Friday, April 06, 2012

David vs. Goliath: St. Jude Medical Seeks Retraction of Heart Rhythm Journal Manuscript

St. Jude Medical, a widely-used manufacturer of implantable cardiac devices, finds they have a bit of a problem with a form of insulation that surrounds wires contained in several lines of their pacing and defibrillator leads.  They decide to pull these products from the market after substantial evidence that their leads' reliability falls below their standards. 

A credible doctor, Robert G. Hauser, MD, known for his work in reviewing medical device safety issues, published a perspective piece critical of the post-market surveillance of the Riata leads in the New England Journal of Medicine.  St. Jude Medical takes issue with Dr. Hauser, and publishes a rebuttal in the same issue of New England Journal of Medicine.

Dr. Hauser then submits a paper to the scientific peer-reviewed Heart Rhythm Journal for publication.  The paper reveals deaths that might be caused by St. Jude Medical's faulty leads.  The reviewers feel it is an important paper to share with their readership.  The paper is published

Today we find that St. Jude Medical is REALLY not happy with Dr. Hauser and demands that his paper be retracted from the Heart Rhythm Journal on the basis of their competitor's lead data reliability that they feel was misreported.  The same letter fails to mention their own quality issues.

They then issue a press release to assure viral media spread in an attempt to discredit the physician's findings far and wide before facts can be verified.  They say in their press release that they are justified in their action because Dr. Hauser failed to come to them before publishing his article:

St. Jude Medical was not consulted prior to the publication, nor asked to validate any of the data against its returns analyses. Since the manuscript was published, the company has spent more than 300 hours attempting to reach the same conclusions as Dr. Hauser, but can find no way of analyzing the MAUDE database that reproduces the same numbers reported in the manuscript. The company has identified duplicate reports, inconsistent categorizations and failures to include all available reports.
Ladies and gentlemen, this is an electronic SMACKDOWN!
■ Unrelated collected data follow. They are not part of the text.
//! Metadata persistence: atomic JSON file operations used for the
//! `model_info.json` sidecar and the download state store.

mod atomic;

pub use atomic::{atomic_read_json, atomic_write_json};
//! HTTP client construction for the streaming fetcher.

use crate::config::NetworkConfig;
use crate::{DownloadError, Result};
use reqwest::{Client, StatusCode};

/// Build the shared [`reqwest::Client`] used for all model file transfers.
/// A single client is constructed once and reused so connection pooling
/// works across files and across downloads.
pub fn build_client() -> Result<Client> {
    Client::builder()
        .connect_timeout(NetworkConfig::CONNECT_TIMEOUT)
        .user_agent(concat!("modeldl/", env!("CARGO_PKG_VERSION")))
        .build()
        .map_err(DownloadError::Network)
}

/// Whether an HTTP status represents a transient fault worth retrying.
pub fn is_retryable_status(status: StatusCode) -> bool {
    matches!(status.as_u16(), 408 | 429 | 500 | 502 | 503 | 504)
}

/// Whether an HTTP status represents a permanent failure not worth retrying.
pub fn is_permanent_failure(status: StatusCode) -> bool {
    matches!(status.as_u16(), 400 | 401 | 403 | 404)
}

#[cfg(test)]
mod tests {
    use super::*;

    #[test]
    fn retryable_status_codes() {
        assert!(is_retryable_status(StatusCode::REQUEST_TIMEOUT));
        assert!(is_retryable_status(StatusCode::TOO_MANY_REQUESTS));
        assert!(is_retryable_status(StatusCode::SERVICE_UNAVAILABLE));
        assert!(!is_retryable_status(StatusCode::OK));
        assert!(!is_retryable_status(StatusCode::NOT_FOUND));
    }

    #[test]
    fn permanent_failure_status_codes() {
        assert!(is_permanent_failure(StatusCode::UNAUTHORIZED));
        assert!(is_permanent_failure(StatusCode::NOT_FOUND));
        assert!(!is_permanent_failure(StatusCode::INTERNAL_SERVER_ERROR));
    }

    #[tokio::test]
    async fn build_client_succeeds() {
        assert!(build_client().is_ok());
    }
}
fn dir_size(path: &std::path::Path) -> u64 {
    walkdir::WalkDir::new(path)
        .into_iter()
        .filter_map(|e| e.ok())
        .filter(|e| e.file_type().is_file())
        .filter_map(|e| e.metadata().ok())
        .map(|m| m.len())
        .sum()
}

#[cfg(test)]
mod tests {
    use super::*;
    use crate::driver::InProcessSessionDriver;
    use crate::fetcher::StreamingFetcher;
    use crate::models::RemoteFile;
    use crate::network::build_client;
    use crate::notifications::LoggingNotificationSink;
    use crate::resolver::StaticFileListResolver;
    use tempfile::TempDir;
    use tokio::io::{AsyncReadExt, AsyncWriteExt};
    use tokio::net::TcpListener;

    async fn serve_once(body: &'static [u8]) -> String {
        let listener = TcpListener::bind("127.0.0.1:0").await.unwrap();
        let addr = listener.local_addr().unwrap();
        tokio::spawn(async move {
            let (mut socket, _) = listener.accept().await.unwrap();
            let mut buf = vec![0u8; 4096];
            socket.read(&mut buf).await.ok();
            let response = format!(
                "HTTP/1.1 200 OK\r\nContent-Length: {}\r\nConnection: close\r\n\r\n",
                body.len()
            );
            socket.write_all(response.as_bytes()).await.unwrap();
            socket.write_all(body).await.unwrap();
            socket.shutdown().await.ok();
        });
        format!("http://{}/file.bin", addr)
    }

    fn manager(tmp: &TempDir) -> (BackgroundDownloadManager, String) {
        let fetcher = Arc::new(StreamingFetcher::new(build_client().unwrap()));
        let (driver, rx) = InProcessSessionDriver::new("session-1", fetcher);
        let driver: Arc<dyn BackgroundSessionDriver> = Arc::new(driver);
        let layout = Arc::new(FileLayout::new(tmp.path().join("models"), tmp.path().join("temp")));
        let state_store = Arc::new(StateStore::new(tmp.path()));
        let resolver: Arc<dyn FileListResolver> = Arc::new(StaticFileListResolver::new(vec![]));
        let notifications: Arc<dyn NotificationSink> = Arc::new(LoggingNotificationSink);
        (
            BackgroundDownloadManager::new(driver, rx, state_store, layout, resolver, notifications),
            String::new(),
        )
    }

    #[tokio::test]
    async fn download_yields_handle_then_completed() {
        let body = b"gguf weights";
        let url = serve_once(body).await;
        let tmp = TempDir::new().unwrap();

        let fetcher = Arc::new(StreamingFetcher::new(build_client().unwrap()));
        let (driver, rx) = InProcessSessionDriver::new("session-1", fetcher);
        let driver: Arc<dyn BackgroundSessionDriver> = Arc::new(driver);
        let layout = Arc::new(FileLayout::new(tmp.path().join("models"), tmp.path().join("temp")));
        let state_store = Arc::new(StateStore::new(tmp.path()));
        let resolver: Arc<dyn FileListResolver> = Arc::new(StaticFileListResolver::new(vec![RemoteFile {
            url,
            relative_path: "model.gguf".to_string(),
            size: Some(body.len() as u64),
        }]));
        let notifications: Arc<dyn NotificationSink> = Arc::new(LoggingNotificationSink);
        let manager = BackgroundDownloadManager::new(driver, rx, state_store, layout.clone(), resolver, notifications);

        let repo = RepositoryId::parse("org/model").unwrap();
        let mut events = manager
            .download(repo.clone(), Backend::Gguf, vec![], DownloadOptions::default())
            .await
            .unwrap();

        let first = events.recv().await.unwrap();
        assert!(matches!(first, BackgroundDownloadEvent::Handle(_)));

        let mut completed = false;
        while let Some(event) = events.recv().await {
            if let BackgroundDownloadEvent::Completed(_) = event {
                completed = true;
                break;
            }
        }
        assert!(completed);
        assert!(layout.model_exists(&repo));
    }

    #[tokio::test]
    async fn rejects_when_already_downloaded() {
        let tmp = TempDir::new().unwrap();
        let (manager, _) = manager(&tmp);
        let repo = RepositoryId::parse("org/model").unwrap();
        std::fs::create_dir_all(manager.layout.model_directory(&repo, Backend::Gguf)).unwrap();

        let result = manager.download(repo, Backend::Gguf, vec![], DownloadOptions::default()).await;
        assert!(matches!(result, Err(DownloadError::ModelAlreadyDownloaded(_))));
    }
}
//! Archive Extractor: zip detection and extraction (spec §4.4).
//!
//! Extraction runs before finalization; on failure the original archive is
//! preserved and any partial extraction directory is removed so the
//! `PersistedDownload` never transitions to `completed` over a half-unpacked
//! payload.

use crate::{DownloadError, Result};
use std::fs::File;
use std::path::{Path, PathBuf};

/// Case-insensitive extension check; does not touch the file contents.
pub fn is_zip(path: &Path) -> bool {
    path.extension()
        .and_then(|e| e.to_str())
        .map(|e| e.eq_ignore_ascii_case("zip"))
        .unwrap_or(false)
}

/// Magic-number check: a zip file (or empty zip) begins with `PK\x03\x04`,
/// `PK\x05\x06`, or `PK\x07\x08`.
pub fn is_valid_zip(path: &Path) -> Result<bool> {
    use std::io::Read;
    let mut file = File::open(path).map_err(|e| DownloadError::io_with_path(e, path))?;
    let mut magic = [0u8; 4];
    if file.read_exact(&mut magic).is_err() {
        return Ok(false);
    }
    Ok(matches!(
        magic,
        [0x50, 0x4b, 0x03, 0x04] | [0x50, 0x4b, 0x05, 0x06] | [0x50, 0x4b, 0x07, 0x08]
    ))
}

/// Extract `at` into a fresh directory `to`. On failure, `to` is removed and
/// `at` is left untouched so the caller can retry or inspect it.
pub fn extract_zip(at: &Path, to: &Path) -> Result<PathBuf> {
    match extract_zip_inner(at, to) {
        Ok(()) => Ok(to.to_path_buf()),
        Err(e) => {
            std::fs::remove_dir_all(to).ok();
            Err(e)
        }
    }
}

fn extract_zip_inner(at: &Path, to: &Path) -> Result<()> {
    if !is_valid_zip(at)? {
        return Err(DownloadError::ArchiveInvalid(at.to_path_buf()));
    }

    std::fs::create_dir_all(to).map_err(|e| DownloadError::io_with_path(e, to))?;

    let file = File::open(at).map_err(|e| DownloadError::io_with_path(e, at))?;
    let mut archive = zip::ZipArchive::new(file).map_err(|e| DownloadError::ExtractionFailed {
        path: at.to_path_buf(),
        message: e.to_string(),
    })?;

    for i in 0..archive.len() {
        let mut entry = archive.by_index(i).map_err(|e| DownloadError::ExtractionFailed {
            path: at.to_path_buf(),
            message: format!("reading entry {}: {}", i, e),
        })?;

        let outpath = match entry.enclosed_name() {
            Some(path) => to.join(path),
            None => continue, // reject entries escaping the extraction root
        };

        if entry.is_dir() {
            std::fs::create_dir_all(&outpath)
                .map_err(|e| DownloadError::io_with_path(e, outpath.clone()))?;
        } else {
            if let Some(parent) = outpath.parent() {
                std::fs::create_dir_all(parent)
                    .map_err(|e| DownloadError::io_with_path(e, parent.to_path_buf()))?;
            }
            let mut outfile =
                File::create(&outpath).map_err(|e| DownloadError::io_with_path(e, outpath.clone()))?;
            std::io::copy(&mut entry, &mut outfile)
                .map_err(|e| DownloadError::io_with_path(e, outpath.clone()))?;
        }

        #[cfg(unix)]
        {
            use std::os::unix::fs::PermissionsExt;
            if let Some(mode) = entry.unix_mode() {
                std::fs::set_permissions(&outpath, std::fs::Permissions::from_mode(mode)).ok();
            }
        }
    }

    Ok(())
}

#[cfg(test)]
mod tests {
    use super::*;
    use std::io::Write;
    use tempfile::TempDir;
    use zip::write::{FileOptions, ZipWriter};

    fn make_zip(path: &Path, entries: &[(&str, &[u8])]) {
        let file = File::create(path).unwrap();
        let mut writer = ZipWriter::new(file);
        let options: FileOptions<()> = FileOptions::default();
        for (name, data) in entries {
            writer.start_file(*name, options).unwrap();
            writer.write_all(data).unwrap();
        }
        writer.finish().unwrap();
    }

    #[test]
    fn is_zip_is_case_insensitive() {
        assert!(is_zip(Path::new("model.ZIP")));
        assert!(is_zip(Path::new("model.zip")));
        assert!(!is_zip(Path::new("model.gguf")));
    }

    #[test]
    fn extract_zip_writes_nested_file() {
        let tmp = TempDir::new().unwrap();
        let zip_path = tmp.path().join("model.zip");
        make_zip(&zip_path, &[("model.mlmodelc/model", b"weights")]);

        let dest = tmp.path().join("extracted");
        let result = extract_zip(&zip_path, &dest).unwrap();

        assert_eq!(result, dest);
        assert!(dest.join("model.mlmodelc").join("model").exists());
        assert!(zip_path.exists(), "original archive must be preserved");
    }

    #[test]
    fn extract_zip_invalid_archive_preserves_original_and_cleans_dest() {
        let tmp = TempDir::new().unwrap();
        let not_a_zip = tmp.path().join("bad.zip");
        std::fs::write(&not_a_zip, b"not a zip").unwrap();

        let dest = tmp.path().join("extracted");
        let result = extract_zip(&not_a_zip, &dest);

        assert!(result.is_err());
        assert!(not_a_zip.exists());
        assert!(!dest.exists());
    }

    #[test]
    fn is_valid_zip_checks_magic_bytes() {
        let tmp = TempDir::new().unwrap();
        let zip_path = tmp.path().join("real.zip");
        make_zip(&zip_path, &[("a.txt", b"hi")]);
        assert!(is_valid_zip(&zip_path).unwrap());

        let fake = tmp.path().join("fake.zip");
        std::fs::write(&fake, b"PKxx").unwrap();
        assert!(!is_valid_zip(&fake).unwrap());
    }
}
Interestingly, word on the street is that a not-so-pleasant article about St. Jude's lead issue and the problems therein is about to be published in a major newspaper. (Addendum 4/6/2012 @ 11:07pm: Here's the New York Times article now in print)

As Shakespeare famously said: "The lady doth protest too much, methinks."

-Wes

2 comments:

  1. This smackdown will affect how reliability issues, communication issues, and lots of other issues evolve in the device field. I'm all for David. What's the option? The Goliath press release didn't even MENTION ICD users. Since I have a Durata lead, I can only wish that Goliath had spent 300 hours on developing an algorithm that will warn me if my lead is bad, rather than searching for Medtronic-related deaths. Thank you for covering this.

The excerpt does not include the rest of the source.